One of the key themes of this series has been how a comprehensive ESG program can bring a much more integrated, holistic approach to not simply regulatory compliance but also in overall business operations. That also presents the opportunity to use an ESG approach to move from simply a reactive to proactive program. With Zamora, we look at steps a company can take to facilitate this change.

Zamora said, the “first step is you need to collect data efficiently. Once you do that officially, it allows your organization to have the resources in place to focus at how to perform risk management from within your supply chain. Number two, you need to have a specific program in place that would allow you to see and identify the risks so you can see where minerals are coming from and where the minerals are going afterwards. This allows you to identify those risks ahead of time, having risk assess verifiable sources out there that will allow determine who the bad actors are before then engage in bad behaviors.”

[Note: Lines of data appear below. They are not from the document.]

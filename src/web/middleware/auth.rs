//! Session authentication middleware.
//!
//! [`load_session`] resolves the session cookie once per request and stores
//! the [`AuthSession`] in the request extensions, where [`AuthUser`] finds it.

use std::sync::Arc;

use axum::{
    async_trait,
    body::Body,
    extract::{FromRequestParts, State},
    http::{request::Parts, Request},
    middleware::Next,
    response::Response,
};
use axum_extra::extract::cookie::CookieJar;

use crate::auth::AuthSession;
use crate::web::error::ApiError;
use crate::web::state::AppState;

/// Resolve the session cookie and attach the session to the request.
///
/// Requests without a valid session pass through unauthenticated; handlers
/// that need a user reject them through [`AuthUser`].
pub async fn load_session(
    State(state): State<Arc<AppState>>,
    mut request: Request<Body>,
    next: Next,
) -> Response {
    let session_id = CookieJar::from_headers(request.headers())
        .get(&state.cookie.name)
        .map(|cookie| cookie.value().to_string());

    if let Some(id) = session_id.filter(|id| !id.is_empty()) {
        match state.sessions.get(&id).await {
            Some(auth) => {
                tracing::Span::current().record("user_id", auth.user.id);
                request.extensions_mut().insert(auth);
            }
            None => tracing::debug!("Session cookie did not resolve to a session"),
        }
    }

    next.run(request).await
}

/// Extractor for authenticated users.
///
/// Rejects with 401 when the request carries no valid session.
#[derive(Debug, Clone)]
pub struct AuthUser(pub AuthSession);

impl AuthUser {
    /// Authenticated user's ID.
    pub fn user_id(&self) -> i64 {
        self.0.user.id
    }
}

#[async_trait]
impl<S> FromRequestParts<S> for AuthUser
where
    S: Send + Sync,
{
    type Rejection = ApiError;

    async fn from_request_parts(parts: &mut Parts, _state: &S) -> Result<Self, Self::Rejection> {
        parts
            .extensions
            .get::<AuthSession>()
            .cloned()
            .map(AuthUser)
            .ok_or_else(|| ApiError::unauthorized("Authentication required"))
    }
}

All of this allows a company to make better business decisions in terms of risk management. Zamora said, “it gives them time. It gives them a lot of power to take corrective actions, according to those risks. It could be communicating that those risks within their own supply chain. It could be passing that information along to their legal team. Once you have that ability to see these risks live as if an organization is being proactive about it instead of being reactive and waiting for those risks to show up in your supply change; a company will have a lot of power to have corrective action in order to mitigate those risks.”

We concluded with a discussion of the stakeholders who might be concerned with responsible minerals and how a corporation can use an overall ESG program to engage with them. This can include the shareholders, it could include customers, it could include employees, it could include third parties your organization does business with, and it could include the locales where a company does business or operates. Zamora said, “conversations have definitely changed,”. Now it has expanded to “even metal associations.” These conversations are also at “multiple levels within the supply chain. It is no longer the downstream companies and the shareholders right now, you see expectations at the mid-tier suppliers, you see these conversations at the smelters and at the upstream level.” All these levels are getting engaged in discussions and conversations around the ESG requirements.